На этой станции поезд стоит долго, что-то около получаса. Пассажиры обычно выходят на перрон, покупают булочки, соки, пирожные и мороженое. Я помню, когда была маленькой, меня возили к бабушке, и я очень любила большие станции. Папа всегда выбегал к киоску и приносил в купе по три порции мороженого. Мне, брату и маме. Сам он мороженое не ел и потому брал себе бутылочку пивка. Он входил в купе радостный, держа под мышкой запотевшую бутылку и в ладонях три порции тающего пломбира в вафельных стаканчиках. Я знала наверняка, что мама откажется от своей доли, да и брат редко когда доедал свое мороженое до конца. У меня перехватывало дыхание от такого обилия моего любимого лакомства.
К бабушке я доезжала обычно осипшая, но счастливая.
Впервые за четыре часа поездки я улыбнулась. Да… Когда-то я любила дорогу. Со мной были родные люди, мне не приходилось ни о чем задумываться, и все было в радость для детской распахнутой навстречу всему новому души.
Поезд простоял уже минут пятнадцать, и я с облегчением решила, что дорожный бог смилостивился надо мной, я и дальше поеду одна, сокрытая в этом купе от чужих назойливых глаз. Я даже простыню сняла с головы и хотела уже сесть, чтоб немного понаблюдать за вокзальной колготней на перроне.
Неожиданно за ручку двери несколько раз дернули, и дверь со скрипом отворилась.
Я закрыла глаза и продолжала неподвижно лежать, прислушиваясь к звукам в купе.
По всей вероятности, вошел один человек. Он приподнял диван напротив и тихонечко положил в отделение для багажа свой небольшой скарб. То, что вещей было немного, я тоже определила по звуку. Вошедший быстро и мягко поставил что-то на пол, опустил диван и так же быстро вышел. Дверь за ним закрылась, и я, глубоко вздохнув, попыталась представить себе, кто же это мог быть. Мне хотелось хотя бы определить принадлежность к полу.
«Вернее всего — мужчина, — подумала я. — Женщина стала бы доставать пакетики с едой, дорожную одежду, тапочки и тому подобные весьма необходимые для определенного женского комфорта вещи. К тому же наверняка пожилой». То, что он был пожилым, я объяснила себе его бесшумной тактичностью. Уважительным отношением к спящей попутчице. Мне казалось, что молодежь не способна так вежливо вести себя. Мне всегда вспоминаются развязные подростки, демонстрирующие свою, так сказать, раскрепощенность и независимость, а на самом деле элементарную невоспитанность.
— Что, заперто? Не пускают вас? А вы постучите, там девушка, — голос проводницы, вероятно, обращен к моему попутчику.

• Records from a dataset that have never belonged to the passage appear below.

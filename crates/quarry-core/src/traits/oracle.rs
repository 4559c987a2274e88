// SPDX-FileCopyrightText: 2026 Quarry Contributors
// SPDX-License-Identifier: MIT OR Apache-2.0

//! Permission oracle consulted by the RBAC filter.

use async_trait::async_trait;

use crate::error::QuarryError;
use crate::traits::adapter::PluginAdapter;
use crate::types::{PermissionLevel, ResourceType};

/// Source of truth for which resources a caller may see.
#[async_trait]
pub trait PermissionOracle: PluginAdapter {
    /// Identifiers of the resources of `resource_type` the user can access.
    ///
    /// `None` means unrestricted access. An empty list means no access.
    async fn accessible_resources(
        &self,
        user_id: &str,
        resource_type: ResourceType,
        level: PermissionLevel,
    ) -> Result<Option<Vec<String>>, QuarryError>;

    /// Whether the user holds `level` on a specific resource, or on the
    /// resource type as a whole when `resource_id` is `None`.
    async fn check_permission(
        &self,
        user_id: &str,
        resource_type: ResourceType,
        resource_id: Option<&str>,
        level: PermissionLevel,
    ) -> Result<bool, QuarryError>;
}
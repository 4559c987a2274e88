// SPDX-FileCopyrightText: 2026 Quarry Contributors
// SPDX-License-Identifier: MIT OR Apache-2.0

//! Role-based authorization for resolved queries.
//!
//! [`RbacFilter`] consults a [`PermissionOracle`](quarry_core::PermissionOracle)
//! once per decision and either passes a query through, narrows it to the
//! caller's accessible resources, or refuses it. The narrowing itself lives in
//! [`rewrite`] and is pure.

pub mod filter;
pub mod mapping;
pub mod rewrite;

pub use filter::{Denial, FilterResult, RbacFilter};
pub use mapping::{normalize_model, resource_type_for, role_restrictions, scope_path};
pub use rewrite::{add_id_filter, id_constraint};
// SPDX-FileCopyrightText: 2026 Quarry Contributors
// SPDX-License-Identifier: MIT OR Apache-2.0

//! Post-deserialization validation for configuration values.
//!
//! Checks semantic constraints serde cannot express: numeric ranges,
//! non-empty lists, and cross-field consistency of the provider table.

use std::collections::HashSet;

use crate::diagnostic::ConfigError;
use crate::model::QuarryConfig;

/// Validate a deserialized configuration.
///
/// Collects every violation instead of failing on the first.
pub fn validate_config(config: &QuarryConfig) -> Result<(), Vec<ConfigError>> {
    let mut errors = Vec::new();

    let matcher = &config.matcher;
    if !(0.0..=1.0).contains(&matcher.confidence_threshold) {
        errors.push(ConfigError::Validation {
            message: format!(
                "matcher.confidence_threshold must be within [0, 1], got {}",
                matcher.confidence_threshold
            ),
        });
    }
    for (key, value) in [
        ("action_verb_bonus", matcher.action_verb_bonus),
        ("all_keyword_bonus", matcher.all_keyword_bonus),
    ] {
        if value < 0.0 {
            errors.push(ConfigError::Validation {
                message: format!("matcher.{key} must be non-negative, got {value}"),
            });
        }
    }

    if config.agent.max_rows == 0 {
        errors.push(ConfigError::Validation {
            message: "agent.max_rows must be at least 1".to_string(),
        });
    }

    if config.agent.max_question_length == 0 {
        errors.push(ConfigError::Validation {
            message: "agent.max_question_length must be at least 1".to_string(),
        });
    }

    if config.audit.max_entries == 0 {
        errors.push(ConfigError::Validation {
            message: "audit.max_entries must be at least 1".to_string(),
        });
    }

    if config.audit.flush_interval_secs == 0 {
        errors.push(ConfigError::Validation {
            message: "audit.flush_interval_secs must be at least 1".to_string(),
        });
    }

    if config.audit.log_to_file && config.audit.file_path.trim().is_empty() {
        errors.push(ConfigError::Validation {
            message: "audit.file_path must not be empty when audit.log_to_file is set"
                .to_string(),
        });
    }

    let llm = &config.llm;
    if llm.fallback_order.is_empty() {
        errors.push(ConfigError::Validation {
            message: "llm.fallback_order must list at least one provider".to_string(),
        });
    }

    let mut seen = HashSet::new();
    for kind in &llm.fallback_order {
        if !seen.insert(*kind) {
            errors.push(ConfigError::Validation {
                message: format!("llm.fallback_order lists `{kind}` more than once"),
            });
        }
    }

    for kind in quarry_core::ProviderKind::ALL {
        let settings = llm.provider(kind);
        if settings.enabled && settings.model.trim().is_empty() {
            errors.push(ConfigError::Validation {
                message: format!("llm.providers.{kind}.model must not be empty"),
            });
        }
        if settings.timeout_ms == 0 {
            errors.push(ConfigError::Validation {
                message: format!("llm.providers.{kind}.timeout_ms must be at least 1"),
            });
        }
        if !(0.0..=2.0).contains(&settings.temperature) {
            errors.push(ConfigError::Validation {
                message: format!(
                    "llm.providers.{kind}.temperature must be within [0, 2], got {}",
                    settings.temperature
                ),
            });
        }
    }

    for alias in llm.model_aliases.keys() {
        if alias.chars().any(|c| c.is_ascii_uppercase()) {
            errors.push(ConfigError::Validation {
                message: format!("llm.model_aliases key `{alias}` must be lowercase"),
            });
        }
    }

    if errors.is_empty() {
        Ok(())
    } else {
        Err(errors)
    }
}
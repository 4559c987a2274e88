// SPDX-FileCopyrightText: 2026 Quarry Contributors
// SPDX-License-Identifier: MIT OR Apache-2.0

//! Integration tests for the Quarry configuration system.

use quarry_config::diagnostic::ConfigError;
use quarry_config::model::QuarryConfig;
use quarry_config::{load_and_validate_str, load_config_from_str};
use quarry_core::ProviderKind;

#[test]
fn full_toml_deserializes() {
    let toml = r#"
[agent]
name = "ops-assistant"
log_level = "debug"
max_rows = 50
max_question_length = 500
cache_ttl_secs = 0

[matcher]
confidence_threshold = 0.6
action_verb_bonus = 0.1
all_keyword_bonus = 0.05

[llm]
default_provider = "anthropic"
fallback_order = ["anthropic", "mock"]

[llm.model_aliases]
claude = "anthropic"

[llm.providers.anthropic]
model = "claude-3-5-haiku-latest"
max_tokens = 1024
timeout_ms = 10000

[llm.providers.openai]
enabled = false

[audit]
max_entries = 200
flush_interval_secs = 2
log_to_file = true
file_path = "/tmp/quarry-audit.jsonl"
"#;

    let config = load_config_from_str(toml).expect("valid TOML should deserialize");
    assert_eq!(config.agent.name, "ops-assistant");
    assert_eq!(config.agent.max_rows, 50);
    assert_eq!(config.agent.cache_ttl_secs, 0);
    assert!((config.matcher.confidence_threshold - 0.6).abs() < f64::EPSILON);
    assert_eq!(config.llm.default_provider, ProviderKind::Anthropic);
    assert_eq!(
        config.llm.fallback_order,
        vec![ProviderKind::Anthropic, ProviderKind::Mock]
    );
    assert_eq!(
        config.llm.model_aliases.get("claude"),
        Some(&ProviderKind::Anthropic)
    );

    let anthropic = config.llm.provider(ProviderKind::Anthropic);
    assert_eq!(anthropic.model, "claude-3-5-haiku-latest");
    assert_eq!(anthropic.max_tokens, 1024);
    // Untouched fields keep the compiled defaults.
    assert!((anthropic.temperature - 0.3).abs() < f32::EPSILON);

    assert!(!config.llm.provider(ProviderKind::OpenAi).enabled);
    assert_eq!(config.llm.provider(ProviderKind::OpenAi).model, "gpt-4o");
    assert!(config.audit.log_to_file);
    assert_eq!(config.audit.max_entries, 200);
}

#[test]
fn empty_toml_yields_defaults() {
    let config = load_config_from_str("").expect("empty config is valid");
    assert_eq!(config, QuarryConfig::default());

    let mock = config.llm.provider(ProviderKind::Mock);
    assert_eq!(mock.model, "mock-model");
    assert_eq!(mock.max_tokens, 1000);
    assert_eq!(mock.timeout_ms, 5000);
    assert_eq!(
        config.llm.fallback_order,
        vec![
            ProviderKind::Gateway,
            ProviderKind::OpenAi,
            ProviderKind::Gemini,
            ProviderKind::Anthropic,
            ProviderKind::Mock,
        ]
    );
    assert_eq!(config.audit.max_entries, 1000);
    assert_eq!(config.audit.flush_interval_secs, 5);
}

#[test]
fn legacy_gateway_name_is_accepted() {
    let toml = r#"
[llm]
fallback_order = ["cisco", "mock"]

[llm.providers.cisco]
model = "gpt-4o-mini"
"#;
    let config = load_config_from_str(toml).expect("alias should parse");
    assert_eq!(config.llm.fallback_order[0], ProviderKind::Gateway);
    assert_eq!(config.llm.provider(ProviderKind::Gateway).model, "gpt-4o-mini");
}

#[test]
fn unknown_key_suggests_correction() {
    let toml = r#"
[audit]
max_entires = 10
"#;
    let errors = load_and_validate_str(toml).expect_err("typo must be rejected");
    assert_eq!(errors.len(), 1);
    match &errors[0] {
        ConfigError::UnknownKey {
            key, suggestion, ..
        } => {
            assert_eq!(key, "max_entires");
            assert_eq!(suggestion.as_deref(), Some("max_entries"));
        }
        other => panic!("expected UnknownKey, got {other:?}"),
    }
}

#[test]
fn wrong_type_is_reported() {
    let toml = r#"
[agent]
max_rows = "lots"
"#;
    let errors = load_and_validate_str(toml).expect_err("string for integer");
    assert!(matches!(errors[0], ConfigError::InvalidType { .. }));
}

#[test]
fn unknown_provider_kind_is_reported() {
    let toml = r#"
[llm]
default_provider = "watson"
"#;
    let errors = load_and_validate_str(toml).expect_err("unknown provider");
    assert_eq!(errors.len(), 1);
    assert!(matches!(errors[0], ConfigError::InvalidType { .. }));
}

#[test]
fn semantic_validation_runs_after_parse() {
    let toml = r#"
[matcher]
confidence_threshold = -0.1

[audit]
flush_interval_secs = 0
"#;
    let errors = load_and_validate_str(toml).expect_err("invalid values");
    assert_eq!(errors.len(), 2);
    assert!(errors.iter().all(|e| matches!(e, ConfigError::Validation { .. })));
}
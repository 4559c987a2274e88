// SPDX-FileCopyrightText: 2026 Quarry Contributors
// SPDX-License-Identifier: MIT OR Apache-2.0

//! Configuration loader using Figment for layered config merging.
//!
//! Lookup order: `./quarry.toml` > `~/.config/quarry/quarry.toml` > `/etc/quarry/quarry.toml`,
//! with environment variable overrides via the `QUARRY_` prefix.

#![allow(clippy::result_large_err)] // figment::Error is external

use std::path::{Path, PathBuf};

use figment::{
    providers::{Env, Format, Serialized, Toml},
    Figment,
};

use crate::model::QuarryConfig;

pub(crate) const SYSTEM_CONFIG: &str = "/etc/quarry/quarry.toml";
pub(crate) const LOCAL_CONFIG: &str = "quarry.toml";

pub(crate) fn user_config_path() -> Option<PathBuf> {
    dirs::config_dir().map(|d| d.join("quarry/quarry.toml"))
}

/// Load configuration from the standard hierarchy with env var overrides.
///
/// Merge order (later overrides earlier):
/// 1. Compiled defaults
/// 2. `/etc/quarry/quarry.toml`
/// 3. `~/.config/quarry/quarry.toml`
/// 4. `./quarry.toml`
/// 5. `QUARRY_*` environment variables
pub fn load_config() -> Result<QuarryConfig, figment::Error> {
    build_figment().extract()
}

/// Load configuration from a TOML string over the compiled defaults.
///
/// No files and no environment are consulted.
pub fn load_config_from_str(toml_content: &str) -> Result<QuarryConfig, figment::Error> {
    Figment::new()
        .merge(Serialized::defaults(QuarryConfig::default()))
        .merge(Toml::string(toml_content))
        .extract()
}

/// Load configuration from a specific file path with env var overrides.
pub fn load_config_from_path(path: &Path) -> Result<QuarryConfig, figment::Error> {
    Figment::new()
        .merge(Serialized::defaults(QuarryConfig::default()))
        .merge(Toml::file(path))
        .merge(env_provider())
        .extract()
}

/// Build the Figment used for config loading, before extraction.
pub fn build_figment() -> Figment {
    Figment::new()
        .merge(Serialized::defaults(QuarryConfig::default()))
        .merge(Toml::file(SYSTEM_CONFIG))
        .merge(Toml::file(user_config_path().unwrap_or_default()))
        .merge(Toml::file(LOCAL_CONFIG))
        .merge(env_provider())
}

/// Environment provider with explicit section mapping.
///
/// `Env::split("_")` would turn `QUARRY_AUDIT_MAX_ENTRIES` into
/// `audit.max.entries`; only the section prefix is split here.
fn env_provider() -> Env {
    Env::prefixed("QUARRY_").map(|key| {
        let key_str = key.as_str();
        let mapped = if let Some(rest) = key_str.strip_prefix("agent_") {
            format!("agent.{rest}")
        } else if let Some(rest) = key_str.strip_prefix("matcher_") {
            format!("matcher.{rest}")
        } else if let Some(rest) = key_str.strip_prefix("audit_") {
            format!("audit.{rest}")
        } else if let Some(rest) = key_str.strip_prefix("llm_") {
            format!("llm.{rest}")
        } else {
            key_str.to_string()
        };
        mapped.into()
    })
}
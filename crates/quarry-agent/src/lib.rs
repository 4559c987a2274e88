// SPDX-FileCopyrightText: 2026 Quarry Contributors
// SPDX-License-Identifier: MIT OR Apache-2.0

//! Question resolution pipeline.
//!
//! The [`QueryAgent`] sequences one request through:
//! - Template matching, with a language-model fallback on a miss
//! - RBAC authorization and narrowing of the resolved query
//! - Execution, row capping and answer formatting
//! - Exactly one audit entry, whatever the outcome

pub mod cache;
pub mod format;
pub mod prompt;

use std::sync::Arc;
use std::time::{Duration, Instant};

use quarry_audit::{AuditContext, AuditLogger};
use quarry_config::model::{AgentConfig, QuarryConfig};
use quarry_core::{
    CallerContext, CompletionOptions, ErrorKind, ExecutionResult, PermissionOracle,
    ProviderAdapter, ProviderKind, QuarryError, QueryConfig, QueryExecutor, RequestMeta,
};
use quarry_llm::{generate_structured, ProviderOverrides, ProviderRegistry};
use quarry_rbac::RbacFilter;
use quarry_templates::{MatchOutcome, TemplateLibrary, TemplateMatcher};
use serde::Serialize;
use tracing::{debug, info, warn};

use crate::cache::ResponseCache;

const FAILURE_ANSWER: &str = "I encountered an error processing your question.";

/// What the caller gets back for one question.
#[derive(Debug, Clone, Default, PartialEq, Serialize)]
#[serde(rename_all = "camelCase")]
pub struct AgentResponse {
    pub answer: String,
    /// Executor output after row capping.
    pub result: Option<ExecutionResult>,
    /// The query that was executed, after RBAC narrowing.
    pub query: Option<QueryConfig>,
    pub suggestions: Vec<String>,
    pub metadata: ResponseMetadata,
    pub error: Option<ResponseError>,
}

impl AgentResponse {
    pub fn is_success(&self) -> bool {
        self.error.is_none()
    }
}

#[derive(Debug, Clone, Default, PartialEq, Serialize)]
#[serde(rename_all = "camelCase")]
pub struct ResponseMetadata {
    pub request_id: String,
    pub template_used: Option<String>,
    pub confidence: Option<f64>,
    pub provider_used: Option<ProviderKind>,
    pub cached: bool,
    pub execution_time_ms: u64,
    pub row_count: usize,
    pub truncated: bool,
}

/// User-safe view of a classified failure.
#[derive(Debug, Clone, PartialEq, Serialize)]
#[serde(rename_all = "camelCase")]
pub struct ResponseError {
    pub kind: ErrorKind,
    pub message: String,
    /// Names of missing parameters or credential variables. Never values.
    pub missing: Vec<String>,
    pub retryable: bool,
}

impl From<&QuarryError> for ResponseError {
    fn from(error: &QuarryError) -> Self {
        let missing = match error {
            QuarryError::Configuration { missing, .. } => missing.clone(),
            _ => Vec::new(),
        };
        Self {
            kind: error.kind(),
            message: error.user_message(),
            missing,
            retryable: error.is_retryable(),
        }
    }
}

/// A failed attempt, remembering whether it was an authorization refusal.
struct Rejection {
    error: QuarryError,
    denied: bool,
}

impl From<QuarryError> for Rejection {
    fn from(error: QuarryError) -> Self {
        Self {
            error,
            denied: false,
        }
    }
}

struct Resolved {
    query: QueryConfig,
    result: ExecutionResult,
    total_rows: usize,
    truncated: bool,
    confidence: Option<f64>,
    suggestions: Vec<String>,
}

/// The request pipeline. Cheap to share behind an `Arc`.
pub struct QueryAgent {
    config: AgentConfig,
    matcher: TemplateMatcher<'static>,
    registry: Arc<ProviderRegistry>,
    rbac: RbacFilter,
    executor: Arc<dyn QueryExecutor>,
    audit: Arc<AuditLogger>,
    cache: ResponseCache,
}

impl std::fmt::Debug for QueryAgent {
    fn fmt(&self, f: &mut std::fmt::Formatter<'_>) -> std::fmt::Result {
        f.debug_struct("QueryAgent")
            .field("config", &self.config)
            .field("executor", &self.executor.name())
            .field("rbac", &self.rbac)
            .finish()
    }
}

impl QueryAgent {
    pub fn new(
        config: AgentConfig,
        matcher: TemplateMatcher<'static>,
        registry: Arc<ProviderRegistry>,
        oracle: Arc<dyn PermissionOracle>,
        executor: Arc<dyn QueryExecutor>,
        audit: Arc<AuditLogger>,
    ) -> Self {
        let cache = ResponseCache::new(
            Duration::from_secs(config.cache_ttl_secs),
            u64::try_from(config.cache_max_entries).unwrap_or(u64::MAX),
        );
        info!(
            agent_name = config.name.as_str(),
            executor = executor.name(),
            oracle = oracle.name(),
            "query agent initialized"
        );
        Self {
            config,
            matcher,
            registry,
            rbac: RbacFilter::new(oracle),
            executor,
            audit,
            cache,
        }
    }

    /// Builds an agent over the standard template library using the agent
    /// and matcher sections of `config`.
    pub fn from_config(
        config: &QuarryConfig,
        registry: Arc<ProviderRegistry>,
        oracle: Arc<dyn PermissionOracle>,
        executor: Arc<dyn QueryExecutor>,
        audit: Arc<AuditLogger>,
    ) -> Self {
        let matcher = TemplateMatcher::new(TemplateLibrary::standard(), config.matcher.clone());
        Self::new(config.agent.clone(), matcher, registry, oracle, executor, audit)
    }

    pub fn audit(&self) -> &Arc<AuditLogger> {
        &self.audit
    }

    pub fn registry(&self) -> &Arc<ProviderRegistry> {
        &self.registry
    }

    pub fn rbac(&self) -> &RbacFilter {
        &self.rbac
    }

    /// Drops cached answers and forces the provider configuration to reload.
    pub fn reset(&self) {
        self.cache.clear();
        self.registry.invalidate();
        debug!("agent caches reset");
    }

    /// Resolves `question` for `caller`, executes it and audits the attempt.
    ///
    /// Never fails: errors are classified and reported in
    /// [`AgentResponse::error`].
    pub async fn resolve_and_execute(
        &self,
        question: &str,
        caller: &CallerContext,
        meta: &RequestMeta,
    ) -> AgentResponse {
        let started = Instant::now();
        let request_id = uuid::Uuid::new_v4().to_string();
        let mut ctx = AuditContext::new(&request_id, caller, question, meta);

        if let Err(error) = self.validate(question) {
            return self.reject(ctx, started, error.into());
        }

        if let Some(hit) = self.cache.get(&caller.user_id, question).await {
            return self.serve_cached(ctx, started, hit);
        }

        match self.resolve(question, caller, meta, &mut ctx).await {
            Ok(resolved) => {
                let response = self.respond(&mut ctx, started, resolved);
                self.cache
                    .insert(&caller.user_id, question, response.clone())
                    .await;
                response
            }
            Err(rejection) => self.reject(ctx, started, rejection),
        }
    }

    fn validate(&self, question: &str) -> Result<(), QuarryError> {
        let trimmed = question.trim();
        if trimmed.is_empty() {
            return Err(QuarryError::InvalidQuestion("question cannot be empty".into()));
        }
        let max = self.config.max_question_length;
        if question.chars().count() > max {
            return Err(QuarryError::InvalidQuestion(format!(
                "question is too long (max {max} characters)"
            )));
        }
        Ok(())
    }

    async fn resolve(
        &self,
        question: &str,
        caller: &CallerContext,
        meta: &RequestMeta,
        ctx: &mut AuditContext,
    ) -> Result<Resolved, Rejection> {
        let library = self.matcher.library();
        let (config, confidence, suggestions) = match self.matcher.evaluate(question) {
            MatchOutcome::Matched(m) => {
                ctx.template_used = Some(m.template.id.to_string());
                let missing = m.template.missing_required(&m.params);
                if !missing.is_empty() {
                    return Err(QuarryError::Configuration {
                        message: format!(
                            "template '{}' is missing required parameters: {}",
                            m.template.id,
                            missing.join(", ")
                        ),
                        missing: missing.into_iter().map(str::to_string).collect(),
                    }
                    .into());
                }
                debug!(
                    template = m.template.id,
                    confidence = m.confidence,
                    "question matched template"
                );
                (
                    m.template.build_query(&m.params),
                    Some(m.confidence),
                    format::related_suggestions(library, m.template.id),
                )
            }
            outcome => {
                if let MatchOutcome::BelowThreshold {
                    template_id,
                    confidence,
                } = outcome
                {
                    debug!(template = template_id, confidence, "best template below threshold");
                }
                let provider = self.pick_provider(meta)?;
                ctx.llm_provider = Some(provider.kind());
                let config = self.generate_query(provider.as_ref(), question).await?;
                (config, None, format::smart_suggestions(library, question))
            }
        };

        let decision = self.rbac.apply_filter(&config, caller).await?;
        let denied = !decision.allowed;
        let query = decision
            .into_config()
            .map_err(|error| Rejection { error, denied })?;

        let mut result = self.execute(&query).await?;
        let total_rows = result.row_count();
        let truncated = result.truncate(self.config.max_rows);
        if truncated {
            debug!(total_rows, max_rows = self.config.max_rows, "result truncated");
        }

        Ok(Resolved {
            query,
            result,
            total_rows,
            truncated,
            confidence,
            suggestions,
        })
    }

    /// The explicitly requested provider, or the fallback selection.
    fn pick_provider(&self, meta: &RequestMeta) -> Result<Arc<dyn ProviderAdapter>, QuarryError> {
        match meta.provider {
            Some(kind) => self.registry.create_provider(kind, ProviderOverrides::default()),
            None => Ok(self.registry.select_default_provider()),
        }
    }

    async fn generate_query(
        &self,
        provider: &dyn ProviderAdapter,
        question: &str,
    ) -> Result<QueryConfig, QuarryError> {
        let options = CompletionOptions {
            system_prompt: Some(prompt::SYSTEM_PROMPT.to_string()),
            ..CompletionOptions::default()
        };
        let config: QueryConfig = generate_structured(
            provider,
            &prompt::query_prompt(question),
            &prompt::query_schema(),
            options,
        )
        .await?;
        debug!(
            provider = %provider.kind(),
            model = %config.model,
            operation = %config.operation,
            "query generated"
        );
        Ok(config)
    }

    async fn execute(&self, query: &QueryConfig) -> Result<ExecutionResult, QuarryError> {
        self.executor.execute(query).await.map_err(|e| match e {
            QuarryError::ExecutorFailure { .. } => e,
            other => QuarryError::ExecutorFailure {
                message: other.to_string(),
                source: Some(Box::new(other)),
            },
        })
    }

    fn respond(
        &self,
        ctx: &mut AuditContext,
        started: Instant,
        resolved: Resolved,
    ) -> AgentResponse {
        let elapsed = elapsed_ms(started);
        ctx.execution_time_ms = elapsed;
        let row_count = resolved.result.row_count();
        self.audit.log_query(ctx, row_count, false);

        info!(
            request_id = %ctx.request_id,
            template = ctx.template_used.as_deref(),
            provider = ctx.llm_provider.map(|p| p.to_string()).as_deref(),
            rows = row_count,
            elapsed_ms = elapsed,
            "question resolved"
        );

        AgentResponse {
            answer: format::format_answer(
                &resolved.query,
                &resolved.result,
                resolved.total_rows,
                resolved.truncated,
            ),
            result: Some(resolved.result),
            query: Some(resolved.query),
            suggestions: resolved.suggestions,
            metadata: ResponseMetadata {
                request_id: ctx.request_id.clone(),
                template_used: ctx.template_used.clone(),
                confidence: resolved.confidence,
                provider_used: ctx.llm_provider,
                cached: false,
                execution_time_ms: elapsed,
                row_count,
                truncated: resolved.truncated,
            },
            error: None,
        }
    }

    fn serve_cached(
        &self,
        mut ctx: AuditContext,
        started: Instant,
        mut hit: AgentResponse,
    ) -> AgentResponse {
        let elapsed = elapsed_ms(started);
        ctx.template_used = hit.metadata.template_used.clone();
        ctx.execution_time_ms = elapsed;
        self.audit.log_query(&ctx, hit.metadata.row_count, true);
        debug!(request_id = %ctx.request_id, "answer served from cache");

        hit.metadata.request_id = ctx.request_id;
        hit.metadata.cached = true;
        hit.metadata.execution_time_ms = elapsed;
        hit
    }

    fn reject(
        &self,
        mut ctx: AuditContext,
        started: Instant,
        rejection: Rejection,
    ) -> AgentResponse {
        let elapsed = elapsed_ms(started);
        ctx.execution_time_ms = elapsed;
        let error = rejection.error;

        if rejection.denied {
            let reason = match &error {
                QuarryError::AccessDenied { reason, .. } => reason.clone(),
                other => other.to_string(),
            };
            self.audit.log_access_denied(&ctx, &reason);
        } else {
            warn!(
                request_id = %ctx.request_id,
                kind = %error.kind(),
                severity = %error.severity(),
                error = %error,
                "question failed"
            );
            self.audit.log_error(&ctx, &error);
        }

        let response_error = ResponseError::from(&error);
        AgentResponse {
            answer: if rejection.denied {
                response_error.message.clone()
            } else {
                FAILURE_ANSWER.to_string()
            },
            metadata: ResponseMetadata {
                request_id: ctx.request_id,
                template_used: ctx.template_used,
                provider_used: ctx.llm_provider,
                execution_time_ms: elapsed,
                ..ResponseMetadata::default()
            },
            error: Some(response_error),
            ..AgentResponse::default()
        }
    }
}

fn elapsed_ms(started: Instant) -> u64 {
    u64::try_from(started.elapsed().as_millis()).unwrap_or(u64::MAX)
}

— Нет-нет. Что вы? Все в порядке. Просто она спит, и я вышел, чтоб не мешать.
Мне стало неудобно, что человек, в силу своей деликатности, вынужден стоять в проходе, но, с другой стороны, я его об этом не просила.
Голос попутчика был мягок и приятен, но определить по нему возраст я не смогла. «Не все ли равно, — подумала я, — это всего лишь дорожный эпизод». Я закрыла глаза и задремала.
Поезд тихонечко тронулся, перестук колес заставил меня забыть обо всем, и я уснула.
Пробуждение было сладким. Мне снилась мама. Она была молодой и красивой, а я маленькой и несмышленой. Я ударилась обо что-то и собиралась заплакать не столько от боли, сколько от обиды, но мама легко подняла меня и прижала к своей груди. Она говорила мне что-то нежное и ласково целовала мои щечки. Теплый сладкий отпечаток ее губ таял на моем лице. Мне было легко и радостно.
— Красавица моя, принцесса, — говорила мне мама, и глаза ее светились таинственной, всепоглощающей силой любви.
— Мамулечка, я тебя люблю.
— И я тебя, крошечка моя. Киска-ириска. Как тебя зовут? — Мама лукаво посмотрела мне в глаза.